• _Work order_: Counting the line with "hit (GET /:key)" as the last one, copy out the lines of the data exactly from the first onward.

|---|

//! Response DTOs for the proxy HTTP surface
//!
//! Defines the structure of outgoing HTTP response bodies.

use serde::Serialize;

use crate::cache::CacheStats;
use crate::gate::GateStats;

/// Response body for a cache hit (GET /:key)
#[derive(Debug, Clone, Serialize)]
pub struct ValueResponse {
    /// The stored value, decoded as UTF-8
    pub value: String,
}

impl ValueResponse {
    /// Creates a ValueResponse from raw store bytes.
    ///
    /// Invalid UTF-8 sequences are replaced with U+FFFD.
    pub fn from_bytes(value: &[u8]) -> Self {
        Self {
            value: String::from_utf8_lossy(value).into_owned(),
        }
    }
}

/// Response body for the stats endpoint (GET /_proxy/stats)
#[derive(Debug, Clone, Serialize)]
pub struct StatsResponse {
    /// Lookups served from memory
    pub hits: u64,
    /// Lookups that consulted the backing store
    pub misses: u64,
    /// Misses caused by TTL expiry
    pub expirations: u64,
    /// Entries dropped by the LRU policy
    pub evictions: u64,
    /// Lookups the backing store could not answer with a value
    pub store_misses: u64,
    /// Resident entries
    pub entries: usize,
    /// Configured capacity
    pub capacity: usize,
    /// Configured TTL in seconds
    pub ttl_secs: u64,
    /// hits / (hits + misses)
    pub hit_rate: f64,
    /// Admission gate state
    pub admission: GateStats,
}

impl StatsResponse {
    /// Creates a new StatsResponse from cache and gate snapshots
    pub fn new(cache: CacheStats, capacity: usize, ttl_secs: u64, admission: GateStats) -> Self {
        Self {
            hit_rate: cache.hit_rate(),
            hits: cache.hits,
            misses: cache.misses,
            expirations: cache.expirations,
            evictions: cache.evictions,
            store_misses: cache.store_misses,
            entries: cache.entries,
            capacity,
            ttl_secs,
            admission,
        }
    }
}

/// Response body for the health endpoint (GET /_proxy/health)
#[derive(Debug, Clone, Serialize)]
pub struct HealthResponse {
    /// Health status (e.g., "healthy")
    pub status: String,
    /// Current timestamp in ISO 8601 format
    pub timestamp: String,
}

impl HealthResponse {
    /// Creates a new HealthResponse with current timestamp
    pub fn healthy() -> Self {
        Self {
            status: "healthy".to_string(),
            timestamp: chrono::Utc::now().to_rfc3339(),
        }
    }
}

/// Error response body for server-side failures
#[derive(Debug, Clone, Serialize)]
pub struct ErrorResponse {
    /// Error message describing what went wrong
    pub error: String,
}

impl ErrorResponse {
    /// Creates a new ErrorResponse
    pub fn new(error: impl Into<String>) -> Self {
        Self {
            error: error.into(),
        }
    }
}
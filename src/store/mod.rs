//! Backing Store Module
//!
//! The remote key-value store the cache reads through to on a miss.

mod memory;
mod redis;

use std::sync::Arc;

use async_trait::async_trait;
use bytes::Bytes;
use tracing::warn;

use crate::config::{Config, StoreBackend};
use crate::error::Result;

pub use self::memory::MemoryStore;
pub use self::redis::RedisStore;

// == Remote Store ==
/// Read-only view of a key-value store.
///
/// `Ok(None)` means the store answered and the key does not exist. Transport
/// faults are returned as errors and are never retried by the caller.
#[async_trait]
pub trait RemoteStore: Send + Sync {
    /// Fetches the value stored under `key`.
    async fn get(&self, key: &str) -> Result<Option<Bytes>>;
}

// == Construction ==
/// Builds the backing store selected by `config`.
///
/// For Redis this connects eagerly and fails with `StoreUnavailable` if the
/// server cannot be reached.
pub async fn from_config(config: &Config) -> Result<Arc<dyn RemoteStore>> {
    match config.store_backend {
        StoreBackend::Redis => {
            let store = RedisStore::connect(&config.redis_host, config.redis_port).await?;
            Ok(Arc::new(store))
        }
        StoreBackend::Memory => {
            warn!("Using empty in-process store; every lookup will miss");
            Ok(Arc::new(MemoryStore::new()))
        }
    }
}

#[cfg(test)]
mod tests {
    use super::*;

    #[tokio::test]
    async fn test_from_config_memory_backend() {
        let config = Config {
            store_backend: StoreBackend::Memory,
            ..Config::default()
        };
        let store = from_config(&config).await.unwrap();
        assert_eq!(store.get("anything").await.unwrap(), None);
    }
}
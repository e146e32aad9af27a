//! Cache Entry Module
//!
//! Defines the structure for individual cache entries and their age check.

use std::time::Duration;

use bytes::Bytes;
use tokio::time::Instant;

// == Cache Entry ==
/// A value fetched from the backing store and the moment it was cached.
///
/// Entries are never mutated; a re-fetch replaces the entry wholesale.
#[derive(Debug, Clone)]
pub struct CacheEntry {
    /// The cached value
    pub value: Bytes,
    /// When the value was fetched from the backing store
    pub inserted_at: Instant,
}

impl CacheEntry {
    // == Constructor ==
    /// Creates an entry stamped with `now`.
    pub fn new(value: Bytes, now: Instant) -> Self {
        Self {
            value,
            inserted_at: now,
        }
    }

    // == Age ==
    /// Time elapsed between insertion and `now`, zero if `now` is earlier.
    pub fn age(&self, now: Instant) -> Duration {
        now.saturating_duration_since(self.inserted_at)
    }

    // == Is Fresh ==
    /// Whether the entry may still be served at `now`.
    ///
    /// Boundary condition: an entry whose age equals `ttl` is expired.
    pub fn is_fresh(&self, now: Instant, ttl: Duration) -> bool {
        self.age(now) < ttl
    }
}
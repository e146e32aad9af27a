//! In-process store.
//!
//! Stands in for Redis in tests and in `STORE_BACKEND=memory` local runs.

use std::collections::HashMap;
use std::sync::atomic::{AtomicBool, AtomicU64, Ordering};
use std::sync::RwLock;
use std::time::Duration;

use async_trait::async_trait;
use bytes::Bytes;

use super::RemoteStore;
use crate::error::{ProxyError, Result};

// == Memory Store ==
/// Thread-safe map implementing `RemoteStore`.
#[derive(Debug, Default)]
pub struct MemoryStore {
    data: RwLock<HashMap<String, Bytes>>,
    latency: Option<Duration>,
    failing: AtomicBool,
    fetches: AtomicU64,
}

impl MemoryStore {
    /// Creates an empty store that answers immediately.
    pub fn new() -> Self {
        Self::default()
    }

    /// Creates an empty store whose every `get` takes `latency` to answer.
    pub fn with_latency(latency: Duration) -> Self {
        Self {
            latency: Some(latency),
            ..Self::default()
        }
    }

    /// Stores `value` under `key`, replacing any previous value.
    pub fn insert(&self, key: impl Into<String>, value: impl Into<Bytes>) {
        self.write().insert(key.into(), value.into());
    }

    /// Deletes `key`, returning whether it was present.
    pub fn remove(&self, key: &str) -> bool {
        self.write().remove(key).is_some()
    }

    /// Makes subsequent `get` calls fail with `ProxyError::Store` while `failing` is set.
    pub fn set_failing(&self, failing: bool) {
        self.failing.store(failing, Ordering::SeqCst);
    }

    /// Number of `get` calls this store has served.
    pub fn fetch_count(&self) -> u64 {
        self.fetches.load(Ordering::SeqCst)
    }

    fn write(&self) -> std::sync::RwLockWriteGuard<'_, HashMap<String, Bytes>> {
        // A panic while holding this lock cannot leave the map half-updated
        self.data.write().unwrap_or_else(|poisoned| poisoned.into_inner())
    }
}

#[async_trait]
impl RemoteStore for MemoryStore {
    async fn get(&self, key: &str) -> Result<Option<Bytes>> {
        self.fetches.fetch_add(1, Ordering::SeqCst);

        if let Some(latency) = self.latency {
            tokio::time::sleep(latency).await;
        }
        if self.failing.load(Ordering::SeqCst) {
            return Err(ProxyError::Store(format!("injected failure for '{}'", key)));
        }

        let data = self
            .data
            .read()
            .unwrap_or_else(|poisoned| poisoned.into_inner());
        Ok(data.get(key).cloned())
    }
}
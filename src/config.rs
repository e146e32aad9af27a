//! Configuration Module
//!
//! Handles loading and managing proxy configuration from environment variables.

use std::env;
use std::str::FromStr;
use std::time::Duration;

use tokio::sync::Semaphore;

use crate::error::{ProxyError, Result};

/// Which backing store the proxy reads through to.
#[derive(Debug, Clone, Copy, PartialEq, Eq)]
pub enum StoreBackend {
    /// Remote Redis instance (default)
    Redis,
    /// In-process map, for local runs without Redis
    Memory,
}

impl FromStr for StoreBackend {
    type Err = ProxyError;

    fn from_str(s: &str) -> Result<Self> {
        match s.to_ascii_lowercase().as_str() {
            "redis" => Ok(Self::Redis),
            "memory" => Ok(Self::Memory),
            other => Err(ProxyError::InvalidConfig(format!(
                "unknown store backend '{}'",
                other
            ))),
        }
    }
}

/// Proxy configuration parameters.
///
/// All values can be configured via environment variables with sensible defaults.
#[derive(Debug, Clone)]
pub struct Config {
    /// Seconds a cached value stays visible to reads
    pub cache_ttl_secs: u64,
    /// Maximum number of entries the cache can hold
    pub cache_capacity: usize,
    /// Backing Redis host
    pub redis_host: String,
    /// Backing Redis port
    pub redis_port: u16,
    /// Maximum number of requests processed concurrently
    pub max_clients: usize,
    /// HTTP listen host
    pub proxy_host: String,
    /// HTTP listen port
    pub proxy_port: u16,
    /// Backing store implementation
    pub store_backend: StoreBackend,
}

impl Config {
    /// Creates a new Config by loading values from environment variables.
    ///
    /// # Environment Variables
    /// - `CACHE_EXPIRY_TIME` - Cache TTL in seconds (default: 300)
    /// - `CACHE_CAPACITY` - Maximum cache entries (default: 1000)
    /// - `REDIS_HOST` - Backing Redis host (default: localhost)
    /// - `REDIS_PORT` - Backing Redis port (default: 6379)
    /// - `MAX_CLIENTS` - Concurrent request limit (default: 20)
    /// - `PROXY_HOST` - HTTP listen host (default: 0.0.0.0)
    /// - `PROXY_PORT` - HTTP listen port (default: 8000)
    /// - `STORE_BACKEND` - `redis` or `memory` (default: redis)
    ///
    /// Values that fail to parse fall back to their defaults.
    pub fn from_env() -> Self {
        let defaults = Self::default();
        Self {
            cache_ttl_secs: parse_var("CACHE_EXPIRY_TIME").unwrap_or(defaults.cache_ttl_secs),
            cache_capacity: parse_var("CACHE_CAPACITY").unwrap_or(defaults.cache_capacity),
            redis_host: env::var("REDIS_HOST").unwrap_or(defaults.redis_host),
            redis_port: parse_var("REDIS_PORT").unwrap_or(defaults.redis_port),
            max_clients: parse_var("MAX_CLIENTS").unwrap_or(defaults.max_clients),
            proxy_host: env::var("PROXY_HOST").unwrap_or(defaults.proxy_host),
            proxy_port: parse_var("PROXY_PORT").unwrap_or(defaults.proxy_port),
            store_backend: parse_var("STORE_BACKEND").unwrap_or(defaults.store_backend),
        }
    }

    /// Rejects values the cache and gate cannot operate with.
    pub fn validate(&self) -> Result<()> {
        if self.cache_capacity == 0 {
            return Err(ProxyError::InvalidConfig(
                "CACHE_CAPACITY must be greater than 0".to_string(),
            ));
        }
        if self.cache_ttl_secs == 0 {
            return Err(ProxyError::InvalidConfig(
                "CACHE_EXPIRY_TIME must be greater than 0".to_string(),
            ));
        }
        if self.max_clients == 0 {
            return Err(ProxyError::InvalidConfig(
                "MAX_CLIENTS must be greater than 0".to_string(),
            ));
        }
        if self.max_clients > Semaphore::MAX_PERMITS {
            return Err(ProxyError::InvalidConfig(format!(
                "MAX_CLIENTS must not exceed {}",
                Semaphore::MAX_PERMITS
            )));
        }
        Ok(())
    }

    /// Cache TTL as a duration.
    pub fn cache_ttl(&self) -> Duration {
        Duration::from_secs(self.cache_ttl_secs)
    }
}

fn parse_var<T: FromStr>(name: &str) -> Option<T> {
    env::var(name).ok().and_then(|v| v.trim().parse().ok())
}

impl Default for Config {
    fn default() -> Self {
        Self {
            cache_ttl_secs: 300,
            cache_capacity: 1000,
            redis_host: "localhost".to_string(),
            redis_port: 6379,
            max_clients: 20,
            proxy_host: "0.0.0.0".to_string(),
            proxy_port: 8000,
            store_backend: StoreBackend::Redis,
        }
    }
}
//! Admission Control Module
//!
//! Bounds the number of requests executing at once. Excess requests are
//! rejected immediately; nothing is queued.

use std::sync::atomic::{AtomicU64, Ordering};
use std::sync::Arc;

use serde::Serialize;
use tokio::sync::{OwnedSemaphorePermit, Semaphore};
use tracing::debug;

// == Admission Gate ==
/// Counting admission controller.
///
/// Each successful `try_acquire` hands out an `AdmissionPermit` holding one
/// in-flight slot. The slot is returned when the permit is dropped, so every exit
/// path of the guarded work (early return, `?`, panic unwind) releases it.
#[derive(Debug, Clone)]
pub struct AdmissionGate {
    slots: Arc<Semaphore>,
    limit: usize,
    rejected: Arc<AtomicU64>,
}

/// One admitted request. Releases its slot on drop.
#[derive(Debug)]
#[must_use = "the slot is released as soon as the permit is dropped"]
pub struct AdmissionPermit {
    _permit: OwnedSemaphorePermit,
}

/// Point-in-time view of the gate.
#[derive(Debug, Clone, Serialize)]
pub struct GateStats {
    pub limit: usize,
    pub in_flight: usize,
    pub rejected: u64,
}

impl AdmissionGate {
    // == Constructor ==
    /// Creates a gate admitting at most `limit` concurrent requests, clamped to
    /// `1..=Semaphore::MAX_PERMITS`.
    pub fn new(limit: usize) -> Self {
        let limit = limit.clamp(1, Semaphore::MAX_PERMITS);
        Self {
            slots: Arc::new(Semaphore::new(limit)),
            limit,
            rejected: Arc::new(AtomicU64::new(0)),
        }
    }

    // == Try Acquire ==
    /// Claims a slot without waiting. Returns `None` when all slots are taken.
    pub fn try_acquire(&self) -> Option<AdmissionPermit> {
        match self.slots.clone().try_acquire_owned() {
            Ok(permit) => Some(AdmissionPermit { _permit: permit }),
            Err(_) => {
                self.rejected.fetch_add(1, Ordering::Relaxed);
                debug!(limit = self.limit, "admission rejected");
                None
            }
        }
    }

    /// Number of requests currently holding a slot.
    pub fn in_flight(&self) -> usize {
        self.limit - self.slots.available_permits()
    }

    pub fn limit(&self) -> usize {
        self.limit
    }

    /// Total number of rejected acquisition attempts.
    pub fn rejected(&self) -> u64 {
        self.rejected.load(Ordering::Relaxed)
    }

    pub fn stats(&self) -> GateStats {
        GateStats {
            limit: self.limit,
            in_flight: self.in_flight(),
            rejected: self.rejected(),
        }
    }
}
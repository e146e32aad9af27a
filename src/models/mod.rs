//! Response models for the proxy HTTP surface
//!
//! This module defines the DTOs (Data Transfer Objects) serialized into
//! HTTP response bodies.

pub mod responses;

// Re-export commonly used types
pub use responses::{ErrorResponse, HealthResponse, StatsResponse, ValueResponse};
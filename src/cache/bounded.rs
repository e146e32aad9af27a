//! Bounded Cache Module
//!
//! Read-through cache engine combining the LRU list with TTL visibility checks
//! in front of a backing store.

use std::sync::Arc;
use std::time::Duration;

use bytes::Bytes;
use tokio::sync::Mutex;
use tokio::time::Instant;
use tracing::debug;

use crate::cache::{CacheEntry, CacheStats, LruList};
use crate::error::Result;
use crate::store::RemoteStore;

/// Upper bound on slots reserved up front; larger caches grow on demand.
const PREALLOCATED_ENTRIES: usize = 1024;

// == Cache State ==
/// Everything guarded by the cache lock.
#[derive(Debug)]
struct CacheState {
    entries: LruList<CacheEntry>,
    stats: CacheStats,
}

// == Bounded Cache ==
/// Size-bounded, time-expiring LRU cache that reads through to a `RemoteStore`.
///
/// Expiry only governs whether a resident entry may be served; expired entries
/// keep their slot until they are looked up again or evicted by size.
pub struct BoundedCache {
    state: Mutex<CacheState>,
    store: Arc<dyn RemoteStore>,
    capacity: usize,
    ttl: Duration,
}

impl BoundedCache {
    // == Constructor ==
    /// Creates a new cache in front of `store`.
    ///
    /// # Arguments
    /// * `store` - Backing store consulted on a miss
    /// * `capacity` - Maximum number of resident entries, clamped to at least 1
    /// * `ttl` - How long a fetched value may be served from memory
    pub fn new(store: Arc<dyn RemoteStore>, capacity: usize, ttl: Duration) -> Self {
        let capacity = capacity.max(1);
        Self {
            state: Mutex::new(CacheState {
                entries: LruList::with_capacity(capacity.min(PREALLOCATED_ENTRIES)),
                stats: CacheStats::new(),
            }),
            store,
            capacity,
            ttl,
        }
    }

    // == Get ==
    /// Returns the value for `key`, from memory when fresh, otherwise from the store.
    ///
    /// The lock is held for the whole lookup, including the store fetch, so
    /// concurrent misses on one key fetch it once. Store absence is returned as
    /// `Ok(None)` and never cached. Store faults propagate unchanged and leave
    /// the cache as it was, minus any expired entry for `key`.
    pub async fn get(&self, key: &str) -> Result<Option<Bytes>> {
        let mut state = self.state.lock().await;
        let now = Instant::now();

        if let Some(entry) = state.entries.peek(key) {
            if entry.is_fresh(now, self.ttl) {
                let value = entry.value.clone();
                state.entries.touch(key);
                state.stats.record_hit();
                debug!(key, "cache hit");
                return Ok(Some(value));
            }

            state.entries.remove(key);
            state.stats.record_expiration();
            debug!(key, "cache entry expired");
        }

        state.stats.record_miss();
        let fetched = self.store.get(key).await?;

        let Some(value) = fetched else {
            state.stats.record_store_miss();
            debug!(key, "key absent from backing store");
            return Ok(None);
        };

        // Stamp at fetch completion so a slow store does not eat into the TTL
        let entry = CacheEntry::new(value.clone(), Instant::now());
        state.entries.push_back(key.to_string(), entry);
        self.evict_overflow(&mut state);
        debug!(key, "cache populated from backing store");

        Ok(Some(value))
    }

    // == Eviction ==
    /// Drops least recently used entries until the size bound holds.
    fn evict_overflow(&self, state: &mut CacheState) {
        while state.entries.len() > self.capacity {
            match state.entries.pop_front() {
                Some((evicted, _)) => {
                    state.stats.record_eviction();
                    debug!(key = %evicted, "evicted least recently used entry");
                }
                None => break,
            }
        }
    }

    // == Stats ==
    /// Returns a snapshot of the cache statistics.
    pub async fn stats(&self) -> CacheStats {
        let state = self.state.lock().await;
        let mut stats = state.stats.clone();
        stats.entries = state.entries.len();
        stats
    }

    // == Length ==
    /// Returns the number of resident entries, including expired ones not yet looked up.
    pub async fn len(&self) -> usize {
        self.state.lock().await.entries.len()
    }

    #[cfg(test)]
    pub async fn is_empty(&self) -> bool {
        self.len().await == 0
    }

    /// Returns whether `key` occupies a slot, regardless of freshness.
    pub async fn is_resident(&self, key: &str) -> bool {
        self.state.lock().await.entries.contains(key)
    }

    /// Resident keys from least to most recently used.
    pub async fn keys(&self) -> Vec<String> {
        let state = self.state.lock().await;
        state.entries.keys().into_iter().map(str::to_string).collect()
    }

    pub fn capacity(&self) -> usize {
        self.capacity
    }

    pub fn ttl(&self) -> Duration {
        self.ttl
    }
}

// == Unit Tests ==
#[cfg(test)]
mod tests {
    use super::*;
    use crate::error::ProxyError;
    use crate::store::MemoryStore;

    fn cache_with(
        entries: &[(&str, &str)],
        capacity: usize,
        ttl_secs: u64,
    ) -> (Arc<MemoryStore>, BoundedCache) {
        let store = Arc::new(MemoryStore::new());
        for (key, value) in entries {
            store.insert(*key, value.to_string());
        }
        let cache = BoundedCache::new(store.clone(), capacity, Duration::from_secs(ttl_secs));
        (store, cache)
    }

    #[tokio::test]
    async fn test_miss_then_hit() {
        let (store, cache) = cache_with(&[("a", "1")], 10, 300);

        assert_eq!(cache.get("a").await.unwrap(), Some(Bytes::from("1")));
        assert_eq!(cache.get("a").await.unwrap(), Some(Bytes::from("1")));

        assert_eq!(store.fetch_count(), 1, "second lookup served from memory");
        let stats = cache.stats().await;
        assert_eq!(stats.hits, 1);
        assert_eq!(stats.misses, 1);
        assert_eq!(stats.entries, 1);
    }

    #[tokio::test]
    async fn test_hit_survives_store_delete() {
        let (store, cache) = cache_with(&[("cached_key", "cached_value")], 10, 300);

        cache.get("cached_key").await.unwrap();
        store.remove("cached_key");

        assert_eq!(
            cache.get("cached_key").await.unwrap(),
            Some(Bytes::from("cached_value"))
        );
    }

    #[tokio::test]
    async fn test_store_absence_not_cached() {
        let (store, cache) = cache_with(&[], 10, 300);

        assert_eq!(cache.get("late").await.unwrap(), None);
        assert!(!cache.is_resident("late").await);

        store.insert("late", "now here");
        assert_eq!(cache.get("late").await.unwrap(), Some(Bytes::from("now here")));
        assert_eq!(cache.stats().await.store_misses, 1);
    }

    #[tokio::test]
    async fn test_lru_evicts_oldest_miss() {
        let keys = ["k0", "k1", "k2", "k3"];
        let data: Vec<(&str, &str)> = keys.iter().map(|k| (*k, "v")).collect();
        let (store, cache) = cache_with(&data, 3, 300);

        for key in keys {
            cache.get(key).await.unwrap();
        }

        assert_eq!(cache.len().await, 3);
        assert!(!cache.is_resident("k0").await);
        assert_eq!(cache.keys().await, vec!["k1", "k2", "k3"]);
        assert_eq!(cache.stats().await.evictions, 1);

        // k1..k3 are hits, k0 must be refetched
        let before = store.fetch_count();
        for key in ["k1", "k2", "k3"] {
            cache.get(key).await.unwrap();
        }
        assert_eq!(store.fetch_count(), before);
        cache.get("k0").await.unwrap();
        assert_eq!(store.fetch_count(), before + 1);
    }

    #[tokio::test]
    async fn test_hit_refreshes_recency() {
        let data = [("k0", "v"), ("k1", "v"), ("k2", "v"), ("k3", "v")];
        let (_store, cache) = cache_with(&data, 3, 300);

        for key in ["k0", "k1", "k2"] {
            cache.get(key).await.unwrap();
        }
        cache.get("k0").await.unwrap();
        cache.get("k3").await.unwrap();

        assert!(cache.is_resident("k0").await);
        assert!(!cache.is_resident("k1").await);
        assert_eq!(cache.keys().await, vec!["k2", "k0", "k3"]);
    }

    #[tokio::test(start_paused = true)]
    async fn test_expired_entry_is_refetched() {
        let (store, cache) = cache_with(&[("a", "1")], 10, 5);

        cache.get("a").await.unwrap();
        tokio::time::advance(Duration::from_secs(5)).await;

        store.insert("a", "2");
        assert_eq!(cache.get("a").await.unwrap(), Some(Bytes::from("2")));
        assert_eq!(store.fetch_count(), 2);

        let stats = cache.stats().await;
        assert_eq!(stats.expirations, 1);
        assert_eq!(stats.hits, 0);

        // The refetched value is a fresh hit
        assert_eq!(cache.get("a").await.unwrap(), Some(Bytes::from("2")));
        assert_eq!(cache.stats().await.hits, 1);
    }

    #[tokio::test(start_paused = true)]
    async fn test_expired_entry_dropped_when_store_lost_key() {
        let (store, cache) = cache_with(&[("expiring_key", "expiring_value")], 10, 5);

        cache.get("expiring_key").await.unwrap();
        store.remove("expiring_key");
        tokio::time::advance(Duration::from_secs(6)).await;

        assert_eq!(cache.get("expiring_key").await.unwrap(), None);
        assert!(!cache.is_resident("expiring_key").await);
    }

    #[tokio::test(start_paused = true)]
    async fn test_expired_entries_stay_resident_until_accessed() {
        let (_store, cache) = cache_with(&[("a", "1"), ("b", "2")], 10, 5);

        cache.get("a").await.unwrap();
        cache.get("b").await.unwrap();
        tokio::time::advance(Duration::from_secs(60)).await;

        assert_eq!(cache.len().await, 2, "no proactive sweeping");
    }

    #[tokio::test]
    async fn test_store_error_propagates() {
        let (store, cache) = cache_with(&[("a", "1")], 10, 300);
        store.set_failing(true);

        let result = cache.get("a").await;
        assert!(matches!(result, Err(ProxyError::Store(_))));
        assert!(cache.is_empty().await);

        store.set_failing(false);
        assert_eq!(cache.get("a").await.unwrap(), Some(Bytes::from("1")));
    }

    #[tokio::test(flavor = "multi_thread", worker_threads = 4)]
    async fn test_concurrent_misses_fetch_once() {
        let store = Arc::new(MemoryStore::with_latency(Duration::from_millis(50)));
        store.insert("hot", "value");
        let cache = Arc::new(BoundedCache::new(store.clone(), 10, Duration::from_secs(300)));

        let tasks: Vec<_> = (0..8)
            .map(|_| {
                let cache = cache.clone();
                tokio::spawn(async move { cache.get("hot").await })
            })
            .collect();
        for task in tasks {
            assert_eq!(task.await.unwrap().unwrap(), Some(Bytes::from("value")));
        }

        assert_eq!(store.fetch_count(), 1);
        assert_eq!(cache.len().await, 1);
    }

    #[tokio::test]
    async fn test_huge_capacity_allocates_lazily() {
        let (_store, cache) = cache_with(&[("a", "1"), ("b", "2")], usize::MAX, 300);
        assert_eq!(cache.capacity(), usize::MAX);

        cache.get("a").await.unwrap();
        cache.get("b").await.unwrap();
        assert_eq!(cache.keys().await, vec!["a", "b"]);
        assert_eq!(cache.stats().await.evictions, 0);
    }

    #[test]
    fn test_zero_capacity_clamped() {
        let cache = BoundedCache::new(Arc::new(MemoryStore::new()), 0, Duration::from_secs(1));
        assert_eq!(cache.capacity(), 1);
        assert_eq!(cache.ttl(), Duration::from_secs(1));
    }
}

|---|

• _Solution to this problem_:
//! Response DTOs for the proxy HTTP surface
//!
//! Defines the structure of outgoing HTTP response bodies.

use serde::Serialize;

use crate::cache::CacheStats;
use crate::gate::GateStats;

/// Response body for a cache hit (GET /:key)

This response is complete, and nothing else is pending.